Some reflections on a future of software engineering

Update. I accidentally published an early draft of this  long (for a blog post) article by clicking the wrong button in wordpress. If you read this early draft, the article is now in its finished form and I’ve added a couple of links, edited the earlier text, and added loads of links.

I have over the past year been a bit less active blogging and posting in forums. I make an exception on things related to build processes, distributed version management and Java and you may find a couple of fine rants on my website and across various blogs on this topic.

This post is intended to pull all of it together in a bit more grand vision and reflect a bit on what a post revolution software engineering world might look like. I don’t like or believe much in revolutions but I do recognize that getting from where we are to where I think we need to be amounts to one. The more likely outcome is an evolutionary development where the bits and pieces where I was not completely and utterly wrong might actually happen. At some point. Maybe.

The Problem: Files

Software engineering practice is stuck in abstractions and concepts dating back decades. Because it is stuck, it is not really moving forward as fast as it could be towards being more capable of dealing with scale in numbers of people, amount of software, and amount of evolutionary change per time unit. This annoys me and has done so for years. It is the main motivation for writing this article.

The core abstraction I strongly believe is very wrong is the file. A file is a binary or text blob that lives on a file system that has some name. It has some content of some type that is generally associated with a suffix in the name (e.g. *.java).

Software engineers mistakenly believe their output consists of software artifacts that are stored as files. It doesn’t. Their output consists of software that happens to be stored in files. If you were born in the fifties, you’d be serializing your software from your head onto paper and manually flip switches to de-serialize. This was tedious but it worked. People like Ada Lovelace were writing software long before there were machines capable of even executing the software (other than the human brain, which is not very good at running our own software). The sixties made IO quite a bit easier with consoles, punch cards and tapes. People would transfer programs to and from RAM buffers by streaming them from tape or by feeding piles of cards to a computer. Somewhere in this era the notion of transforming these software data blobs using other software blobs also became popular: I’m talking about editors, compilers and interpreters. Finally somewhere in the seventies floppies and hard disks started to be used and everybody started putting their data blobs in files. Sadly this is where evolution stops.

At least when it comes to storing computer programs. For other types of data we have gotten a lot smarter. We have graph databases, object databases, tuple stores, relational databases, document stores, etc. None of these are commonly used to store computer programs.

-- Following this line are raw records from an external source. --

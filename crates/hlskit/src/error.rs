use thiserror::Error;

#[derive(Error, Debug)]
pub enum HlsError {
    #[error("bad status code: {0}")]
    HttpError(reqwest::StatusCode),

    #[error("Invalid m3u8 file: {0}")]
    M3u8ParseError(String),

    #[error("invalid TLS fingerprint: {0}")]
    InvalidFingerprint(String),

    #[error(transparent)]
    TlsError(#[from] rustls::Error),

    #[error(transparent)]
    IOError(#[from] std::io::Error),

    #[error(transparent)]
    UrlParseError(#[from] url::ParseError),

    #[error(transparent)]
    RequestError(#[from] reqwest::Error),

    #[error("fMP4 error: {0}")]
    Fmp4Error(#[from] hlskit_fmp4::Fmp4Error),

    #[error("{0}")]
    MpegTsError(#[from] hlskit_mpegts::TsError),

    #[error("invalid {codec} bitstream: {reason}")]
    CodecError {
        codec: &'static str,
        reason: String,
    },

    #[error("unsupported codec: {0}")]
    UnsupportedCodec(String),

    #[error("no variants with supported codecs found")]
    NoSupportedVariants,

    #[error("no supported tracks found")]
    NoSupportedTracks,

    #[error("there aren't enough segments to start the playback")]
    NotEnoughSegments,

    #[error("no segments found")]
    NoSegments,

    #[error("next segment not found or not ready yet")]
    NextSegmentNotFound,

    #[error("playback is too late")]
    PlaybackTooLate,

    #[error("stream has ended")]
    StreamEnded,

    #[error("difference between DTS and RTC is too big")]
    DtsRtcDiffTooBig,

    #[error("PTS is missing")]
    PtsMissing,

    #[error("could not find data of leading track")]
    LeadingTrackDataMissing,

    #[error("too many part tracks at once")]
    TooManyPartTracks,

    #[error("too many tracks in MPEG-TS stream")]
    TooManyTracks,

    #[error("rendition time-sync type mismatch")]
    TimeSyncMismatch,

    #[error("init segment does not contain track {0}")]
    UnknownTrack(u32),

    #[error("reached maximum segment size")]
    MaximumSegmentSize,

    #[error("invalid configuration: {0}")]
    InvalidConfig(String),

    #[error("track {0} does not exist or has a different codec")]
    InvalidTrack(usize),

    #[error("not started")]
    NotStarted,

    #[error("terminated")]
    Terminated,
}

impl HlsError {
    pub(crate) fn codec(codec: &'static str, reason: impl Into<String>) -> Self {
        Self::CodecError {
            codec,
            reason: reason.into(),
        }
    }
}

pub type HlsResult<T> = Result<T, HlsError>;
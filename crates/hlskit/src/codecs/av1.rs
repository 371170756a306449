//! AV1 temporal units in the low overhead bitstream format.

use bytes::Bytes;

use super::bits::BitReader;
use crate::error::{HlsError, HlsResult};

pub const OBU_SEQUENCE_HEADER: u8 = 1;
pub const OBU_TEMPORAL_DELIMITER: u8 = 2;

pub fn obu_type(obu: &[u8]) -> u8 {
    obu.first().map_or(0, |b| (b >> 3) & 0x0F)
}

fn read_leb128(data: &[u8]) -> HlsResult<(u64, usize)> {
    let mut value = 0u64;
    for i in 0..8 {
        let b = *data
            .get(i)
            .ok_or_else(|| HlsError::codec("AV1", "truncated LEB128"))?;
        value |= ((b & 0x7F) as u64) << (i * 7);
        if b & 0x80 == 0 {
            return Ok((value, i + 1));
        }
    }
    Err(HlsError::codec("AV1", "LEB128 is too long"))
}

fn write_leb128(out: &mut Vec<u8>, mut v: u64) {
    loop {
        let mut b = (v & 0x7F) as u8;
        v >>= 7;
        if v != 0 {
            b |= 0x80;
        }
        out.push(b);
        if v == 0 {
            break;
        }
    }
}

/// Splits a temporal unit into OBUs. Every OBU must carry obu_size.
pub fn split_temporal_unit(mut data: &[u8]) -> HlsResult<Vec<Bytes>> {
    let mut obus = Vec::new();
    while !data.is_empty() {
        let header = data[0];
        if header & 0x02 == 0 {
            return Err(HlsError::codec("AV1", "OBU size is missing"));
        }
        let header_len = if header & 0x04 != 0 { 2 } else { 1 };
        let (size, size_len) = read_leb128(data.get(header_len..).unwrap_or_default())?;
        let end = header_len + size_len + size as usize;
        if end > data.len() {
            return Err(HlsError::codec("AV1", "OBU size exceeds payload"));
        }
        obus.push(Bytes::copy_from_slice(&data[..end]));
        data = &data[end..];
    }
    Ok(obus)
}

/// Joins OBUs into a temporal unit, adding obu_size where missing and
/// dropping temporal delimiters.
pub fn join_temporal_unit(obus: &[Bytes]) -> Vec<u8> {
    let mut out = Vec::with_capacity(obus.iter().map(|o| o.len() + 2).sum());
    for obu in obus {
        if obu.is_empty() || obu_type(obu) == OBU_TEMPORAL_DELIMITER {
            continue;
        }
        if obu[0] & 0x02 != 0 {
            out.extend_from_slice(obu);
            continue;
        }
        let header_len = if obu[0] & 0x04 != 0 { 2 } else { 1 };
        let header_len = header_len.min(obu.len());
        out.push(obu[0] | 0x02);
        out.extend_from_slice(&obu[1..header_len]);
        write_leb128(&mut out, (obu.len() - header_len) as u64);
        out.extend_from_slice(&obu[header_len..]);
    }
    out
}

/// A temporal unit is a random access point when it starts a coded video
/// sequence.
pub fn is_random_access(obus: &[Bytes]) -> bool {
    obus.iter().any(|o| obu_type(o) == OBU_SEQUENCE_HEADER)
}

pub fn find_sequence_header(obus: &[Bytes]) -> Option<&Bytes> {
    obus.iter().find(|o| obu_type(o) == OBU_SEQUENCE_HEADER)
}

#[derive(Debug, Clone, PartialEq, Eq)]
pub struct SequenceHeader {
    pub seq_profile: u8,
    pub seq_level_idx: u8,
    pub seq_tier: bool,
    pub max_frame_width: u32,
    pub max_frame_height: u32,
    pub bit_depth: u8,
    pub mono_chrome: bool,
    pub subsampling_x: bool,
    pub subsampling_y: bool,
    pub chroma_sample_position: u8,
}

impl SequenceHeader {
    /// Parses a sequence header OBU, header included.
    pub fn parse(obu: &[u8]) -> HlsResult<Self> {
        if obu_type(obu) != OBU_SEQUENCE_HEADER {
            return Err(HlsError::codec("AV1", "not a sequence header"));
        }
        let mut header_len = if obu[0] & 0x04 != 0 { 2 } else { 1 };
        if obu[0] & 0x02 != 0 {
            let (_, size_len) = read_leb128(obu.get(header_len..).unwrap_or_default())?;
            header_len += size_len;
        }
        let mut r = BitReader::new(obu.get(header_len..).unwrap_or_default(), "AV1");

        let seq_profile = r.read_u8(3)?;
        r.skip(1)?; // still_picture
        let reduced_still_picture_header = r.read_bit()?;

        let mut seq_level_idx = 0;
        let mut seq_tier = false;
        if reduced_still_picture_header {
            seq_level_idx = r.read_u8(5)?;
        } else {
            let mut decoder_model_info_present = false;
            let mut buffer_delay_length = 0;
            if r.read_bit()? {
                r.skip(64)?; // num_units_in_display_tick, time_scale
                if r.read_bit()? {
                    r.read_uvlc()?;
                }
                decoder_model_info_present = r.read_bit()?;
                if decoder_model_info_present {
                    buffer_delay_length = r.read_u32(5)? + 1;
                    r.skip(32 + 5 + 5)?;
                }
            }
            let initial_display_delay_present = r.read_bit()?;
            let operating_points = r.read_u32(5)? + 1;
            for i in 0..operating_points {
                r.skip(12)?; // operating_point_idc
                let level = r.read_u8(5)?;
                let tier = level > 7 && r.read_bit()?;
                if i == 0 {
                    seq_level_idx = level;
                    seq_tier = tier;
                }
                if decoder_model_info_present && r.read_bit()? {
                    r.skip(2 * buffer_delay_length as usize + 1)?;
                }
                if initial_display_delay_present && r.read_bit()? {
                    r.skip(4)?;
                }
            }
        }

        let width_bits = r.read_u32(4)? + 1;
        let height_bits = r.read_u32(4)? + 1;
        let max_frame_width = r.read_u32(width_bits)? + 1;
        let max_frame_height = r.read_u32(height_bits)? + 1;

        if !reduced_still_picture_header && r.read_bit()? {
            r.skip(4 + 3)?; // frame id lengths
        }
        r.skip(3)?; // use_128x128_superblock, enable_filter_intra, enable_intra_edge_filter
        if !reduced_still_picture_header {
            r.skip(4)?; // interintra, masked compound, warped motion, dual filter
            let enable_order_hint = r.read_bit()?;
            if enable_order_hint {
                r.skip(2)?; // jnt_comp, ref_frame_mvs
            }
            let seq_force_screen_content_tools = if r.read_bit()? {
                2
            } else {
                r.read_u8(1)?
            };
            if seq_force_screen_content_tools > 0 && !r.read_bit()? {
                r.skip(1)?; // seq_force_integer_mv
            }
            if enable_order_hint {
                r.skip(3)?;
            }
        }
        r.skip(3)?; // superres, cdef, restoration

        // color_config
        let high_bitdepth = r.read_bit()?;
        let bit_depth = if seq_profile == 2 && high_bitdepth {
            if r.read_bit()? {
                12
            } else {
                10
            }
        } else if high_bitdepth {
            10
        } else {
            8
        };
        let mono_chrome = seq_profile != 1 && r.read_bit()?;
        let (mut primaries, mut transfer, mut matrix) = (2, 2, 2);
        if r.read_bit()? {
            primaries = r.read_u8(8)?;
            transfer = r.read_u8(8)?;
            matrix = r.read_u8(8)?;
        }

        let (subsampling_x, subsampling_y);
        let mut chroma_sample_position = 0;
        if mono_chrome {
            r.skip(1)?;
            subsampling_x = true;
            subsampling_y = true;
        } else if primaries == 1 && transfer == 13 && matrix == 0 {
            subsampling_x = false;
            subsampling_y = false;
        } else {
            r.skip(1)?; // color_range
            match seq_profile {
                0 => {
                    subsampling_x = true;
                    subsampling_y = true;
                }
                1 => {
                    subsampling_x = false;
                    subsampling_y = false;
                }
                _ => {
                    if bit_depth == 12 {
                        subsampling_x = r.read_bit()?;
                        subsampling_y = subsampling_x && r.read_bit()?;
                    } else {
                        subsampling_x = true;
                        subsampling_y = false;
                    }
                }
            }
            if subsampling_x && subsampling_y {
                chroma_sample_position = r.read_u8(2)?;
            }
        }

        Ok(Self {
            seq_profile,
            seq_level_idx,
            seq_tier,
            max_frame_width,
            max_frame_height,
            bit_depth,
            mono_chrome,
            subsampling_x,
            subsampling_y,
            chroma_sample_position,
        })
    }

    /// `av01.<profile>.<level><tier>.<bit depth>`
    pub fn codec_string(&self) -> String {
        format!(
            "av01.{}.{:02}{}.{:02}",
            self.seq_profile,
            self.seq_level_idx,
            if self.seq_tier { 'H' } else { 'M' },
            self.bit_depth
        )
    }
}

/// Builds the payload of an `av1C` box.
pub fn av1_config(sequence_header: &[u8]) -> HlsResult<Vec<u8>> {
    let sh = SequenceHeader::parse(sequence_header)?;
    let mut out = Vec::with_capacity(4 + sequence_header.len());
    out.push(0x81);
    out.push((sh.seq_profile << 5) | (sh.seq_level_idx & 0x1F));
    out.push(
        ((sh.seq_tier as u8) << 7)
            | (((sh.bit_depth > 8) as u8) << 6)
            | (((sh.bit_depth == 12) as u8) << 5)
            | ((sh.mono_chrome as u8) << 4)
            | ((sh.subsampling_x as u8) << 3)
            | ((sh.subsampling_y as u8) << 2)
            | (sh.chroma_sample_position & 0x03),
    );
    out.push(0);
    out.extend_from_slice(&join_temporal_unit(&[Bytes::copy_from_slice(
        sequence_header,
    )]));
    Ok(out)
}

/// Extracts the sequence header OBU from an `av1C` payload.
pub fn parse_av1_config(data: &[u8]) -> HlsResult<Vec<u8>> {
    let obus = split_temporal_unit(data.get(4..).unwrap_or_default())?;
    find_sequence_header(&obus)
        .map(|o| o.to_vec())
        .ok_or_else(|| HlsError::codec("AV1", "av1C doesn't contain a sequence header"))
}

#[cfg(test)]
pub(crate) mod tests {
    use super::*;

    /// 1920x1080 main profile 8 bit, level 4.0.
    pub(crate) const SEQUENCE_HEADER: [u8; 13] = [
        0x0a, 0x0b, 0x00, 0x00, 0x00, 0x42, 0xab, 0xbf, 0xc3, 0x77, 0xff, 0xe6, 0x02,
    ];

    #[test]
    fn test_parse_sequence_header() -> HlsResult<()> {
        let sh = SequenceHeader::parse(&SEQUENCE_HEADER)?;
        assert_eq!(sh.seq_profile, 0);
        assert_eq!(sh.max_frame_width, 1920);
        assert_eq!(sh.max_frame_height, 1080);
        assert_eq!(sh.bit_depth, 8);
        assert_eq!(sh.codec_string(), "av01.0.08M.08");
        Ok(())
    }

    #[test]
    fn test_temporal_unit() -> HlsResult<()> {
        // temporal delimiter, sequence header, frame without obu_size
        let obus = vec![
            Bytes::from_static(&[0x12, 0x00]),
            Bytes::from_static(&SEQUENCE_HEADER),
            Bytes::from_static(&[0x30, 1, 2, 3]),
        ];
        let tu = join_temporal_unit(&obus);
        let split = split_temporal_unit(&tu)?;
        assert_eq!(split.len(), 2);
        assert_eq!(split[0], Bytes::from_static(&SEQUENCE_HEADER));
        assert_eq!(split[1], Bytes::from_static(&[0x32, 3, 1, 2, 3]));
        assert!(is_random_access(&split));
        Ok(())
    }
}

This is weird and in my view it is holding software engineering practice back. A big reason is that we have built a huge sand castle of technology around the notion of files as the primary means of storing computer programs. For example we have version control systems that store different versions of files. We have built tools that consume and produce files. We have source code analyzers that expect to be working on files. We have IDEs that offer us convenient ways to edit files. Once we stop putting software in files, that technology needs to start changing as well.

Smalltalk and Eclipse

Actually it is not strictly true that evolution stopped with the file. Smalltalk and its descendants have a very interesting approach where the entire software system is stored in one big image file. Effectively smalltalk is using a database concept. This allowed for some interesting innovations, like meta programming and software transformations (aka refactoring) that require some readily available in memory representation of the software that is generally very rich and graph like (i.e. an abstract syntax tree) and can be introspected. Smalltalk developers realized that it didn’t make much sense to fragment bits and pieces of the software over multiple files. You might as well just use a single file.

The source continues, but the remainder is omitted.